E resumindo o amante seu ditado

pegou os suspiros redondos

e abandonado pela fumaça do capricho

ele se deixou deslizar por dois trilhos

uma sessão de circo começou

na décima oitava constelação. “

Cotovia Real (1941)

Este trabalho foi um dos livros mais reconhecidos do autor e também influenciou o trabalho de poetas que fizeram nome após a guerra na Espanha. Foi a combinação de vanguarda e costumbrismo, em pleno ato de criação do poeta.

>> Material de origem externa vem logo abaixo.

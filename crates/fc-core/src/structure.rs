//! Compact structure outline for a selection.
//!
//! The outline is sized for a transport with tight payload limits: depth
//! bounded, total node count capped, long names shortened and coordinates
//! rounded to one decimal.

use crate::id::NodeId;
use crate::model::{SceneGraph, round_to};
use crate::options::Limits;
use serde::Serialize;

const ELLIPSIS: char = '…';

#[derive(Debug, Clone, PartialEq, Serialize)]
pub struct StructureNode {
    pub id: NodeId,
    pub name: String,
    #[serde(rename = "type")]
    pub node_type: String,
    pub x: f32,
    pub y: f32,
    pub width: f32,
    pub height: f32,
    #[serde(skip_serializing_if = "Option::is_none")]
    pub children: Option<Vec<StructureNode>>,
}

#[derive(Debug, Clone, Default, PartialEq, Serialize)]
pub struct StructureOutline {
    pub nodes: Vec<StructureNode>,
    /// Number of nodes in the outline.
    pub node_count: usize,
    /// Set when the node cap or depth limit dropped visible nodes.
    pub truncated: bool,
}

/// Shorten `name` to at most `max_chars` characters, ellipsis included.
pub fn truncate_name(name: &str, max_chars: usize) -> String {
    if name.chars().count() <= max_chars {
        return name.to_string();
    }
    let mut out: String = name.chars().take(max_chars.saturating_sub(1)).collect();
    out.push(ELLIPSIS);
    out
}

/// Build the outline for `roots`. `depth` counts levels below each root;
/// `None` uses the configured default.
pub fn build_structure(
    scene: &SceneGraph,
    roots: &[NodeId],
    depth: Option<usize>,
    limits: &Limits,
) -> StructureOutline {
    let max_depth = depth.unwrap_or(limits.structure_default_depth);
    let mut outline = StructureOutline::default();
    let mut budget = limits.structure_max_nodes;

    for root in roots {
        if budget == 0 {
            outline.truncated = true;
            break;
        }
        if let Some(node) = outline_node(scene, *root, 0, max_depth, limits, &mut budget, &mut outline.truncated) {
            outline.nodes.push(node);
        }
    }
    outline.node_count = limits.structure_max_nodes - budget;
    log::debug!(
        "structure: {} nodes (truncated: {})",
        outline.node_count,
        outline.truncated
    );
    outline
}

fn outline_node(
    scene: &SceneGraph,
    id: NodeId,
    depth: usize,
    max_depth: usize,
    limits: &Limits,
    budget: &mut usize,
    truncated: &mut bool,
) -> Option<StructureNode> {
    let node = scene.get_by_id(id).filter(|n| n.visible)?;
    *budget = budget.checked_sub(1)?;

    let visible_children: Vec<NodeId> = scene
        .child_ids(id)
        .into_iter()
        .filter(|c| scene.get_by_id(*c).is_some_and(|n| n.visible))
        .collect();

    let children = if visible_children.is_empty() {
        None
    } else if depth >= max_depth {
        *truncated = true;
        None
    } else {
        let mut kids = Vec::new();
        for child in visible_children {
            if *budget == 0 {
                *truncated = true;
                break;
            }
            if let Some(kid) = outline_node(scene, child, depth + 1, max_depth, limits, budget, truncated) {
                kids.push(kid);
            }
        }
        Some(kids)
    };

    let b = node.bounds;
    Some(StructureNode {
        id,
        name: truncate_name(&node.name, limits.structure_max_name_chars),
        node_type: node.node_type.as_str().to_string(),
        x: round_to(b.x, 1),
        y: round_to(b.y, 1),
        width: round_to(b.width, 1),
        height: round_to(b.height, 1),
        children,
    })
}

O peso deste manuscrito é tal que permitiu que Diego fosse considerado uma das figuras mais representativas da Geração 27.

Fragmento de “Sucessivo”

“Deixe-me acariciar você lentamente,

deixe-me ver você lentamente

veja que você é realmente, continue

de si mesmo para si mesmo extensivamente.

Então, eu te amo de forma fluente e sucessiva,

primavera de você, água furtiva,

Música para o toque preguiçoso.

Então eu te amo, em pequenos limites,

aqui e ali fragmento, lírios, rosa,

e sua unidade depois, luz dos meus sonhos ”.

Referências

  1. Gerardo Diego. Biografia (1991-2019). Espanha: Instituto Cervantes. Recuperado de: cervantes.es.
  2. Moreno, R. (2011). Gerardo Diego . (N / a): Língua e literatura. Recuperado de: rosamorenolengua.blogspot.com.
  3. Tamaro, E. (2004-2019). Gerardo Diego . (N / a): Biografias e Vidas. Recuperado de: biografiasyvidas.com.
  4. Contemporâneos de Miguel Hernández: Gerardo Diego Cendoya. (S. f.). Espanha: Fundação Cultural Miguel Hernández. Recuperado de: miguelhernandezvirtual.es.
  5. Gerardo Diego. (2019). Espanha: Wikipedia. Recuperado em: wikipedia.org.